Dataset entries:

---------------

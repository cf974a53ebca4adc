// SPDX-License-Identifier: MPL-2.0
//! User interface components and state management.
//!
//! This module organizes all UI-related code following a component-based
//! architecture with the Elm-style "state down, messages up" pattern.
//!
//! # Page
//!
//! - [`sections`] - The four landing sections: hero, features, mentor, footer
//! - [`navbar`] - Fixed navigation bar with section links and theme toggle
//! - [`notifications`] - Toast notification system with a fixed lifecycle
//!
//! # Shared Infrastructure
//!
//! - [`state`] - Reusable motion state machines (debounce, reveal, tilt)
//! - [`widgets`] - Custom Iced widgets (orb backdrop, ribbon, ripples)
//! - [`design_tokens`] - Design system constants (colors, spacing, sizing)
//! - [`theming`] - Light/Dark/System theme mode management

pub mod design_tokens;
pub mod navbar;
pub mod notifications;
pub mod sections;
pub mod state;
pub mod theming;
pub mod widgets;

---------------

Directions for this task: Provide only the count of lines within the entries above that include the string "notifications".

Solution for this exercise: 2